_Exercise requirements:_ Beginning with the first line, transcribe the entries below exactly through the line containing "the traits in", inclusive.

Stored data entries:

□ □ □ □ □ □ □

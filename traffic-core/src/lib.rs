//! Traffic Randomizer Core
//!
//! Decides which vehicle models the host game spawns and streams in, keeps
//! randomized picks inside the configured vehicle categories, and guards the
//! host code paths that fault when handed a model they did not expect.
//! Everything that touches the running game goes through the traits in
//! [`host`], so the crate has no platform dependencies of its own.

pub mod config;
pub mod constants;
pub mod coordinator;
pub mod crash;
pub mod error;
pub mod hooks;
pub mod host;
pub mod model;
pub mod patch;
pub mod policy;
pub mod recent;
pub mod sim;

use std::rc::Rc;

// Re-export commonly used types
pub use config::{CategoryConfig, TrafficConfig};
pub use coordinator::{DeferReason, Selection, TrafficCoordinator};
pub use error::{ConfigError, PatchError, TrafficError};
pub use hooks::{
    ModelIndexGuard, choose_police_vehicle_for_model, fix_empty_police_car,
    guard_train_track_sound, load_initial_vehicles, randomize_car_to_load, randomize_police_car,
    randomize_traffic_car, spawn_car_ped,
};
pub use host::{
    CarControl, FaultInfo, FaultRegistry, ModelInfo, Patcher, Population, Streaming,
    TrainSoundParams, VehicleAudio, VehicleInstance,
};
pub use model::{LoadState, PedModelId, StreamingFlags, VehicleModelId, VehicleSubclass};
pub use patch::{AddressMap, HOOK_TABLE, HookEntry, HookHandler, HookKind, HookSite};
pub use policy::{VehicleCategory, is_vehicle_allowed};
pub use recent::RecentVehicleLog;

/// Bring the traffic randomizer up inside the host.
///
/// Does nothing and returns `Ok(None)` when the configuration disables
/// randomization. Otherwise installs every hook, registers the crash report,
/// and reroutes train spawns through the boat handler. The returned
/// coordinator is the one every hook must be called with.
///
/// # Errors
///
/// Returns an error if a hook site has no address for this host build or the
/// patcher refuses a write.
pub fn install<P, F>(
    config: &TrafficConfig,
    patcher: &mut P,
    faults: &mut F,
    addresses: &AddressMap,
) -> Result<Option<Rc<TrafficCoordinator>>, TrafficError>
where
    P: Patcher + ?Sized,
    F: FaultRegistry + ?Sized,
{
    if !config.enabled {
        return Ok(None);
    }

    let traffic = Rc::new(TrafficCoordinator::new(config));
    patch::install_hooks(patcher, addresses)?;
    faults.register_fault_handler(crash::fault_handler(Rc::clone(&traffic)));
    log::info!(target: constants::LOG_TARGET, "{}", constants::LOG_REGISTERED);
    patch::patch_train_spawns(patcher, addresses)?;

    Ok(Some(traffic))
}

□ □ □ □ □ □ □

_Task response:_
filename traffic-core/src/lib.rs
//! Traffic Randomizer Core
//!
//! Decides which vehicle models the host game spawns and streams in, keeps
//! randomized picks inside the configured vehicle categories, and guards the
//! host code paths that fault when handed a model they did not expect.
//! Everything that touches the running game goes through the traits in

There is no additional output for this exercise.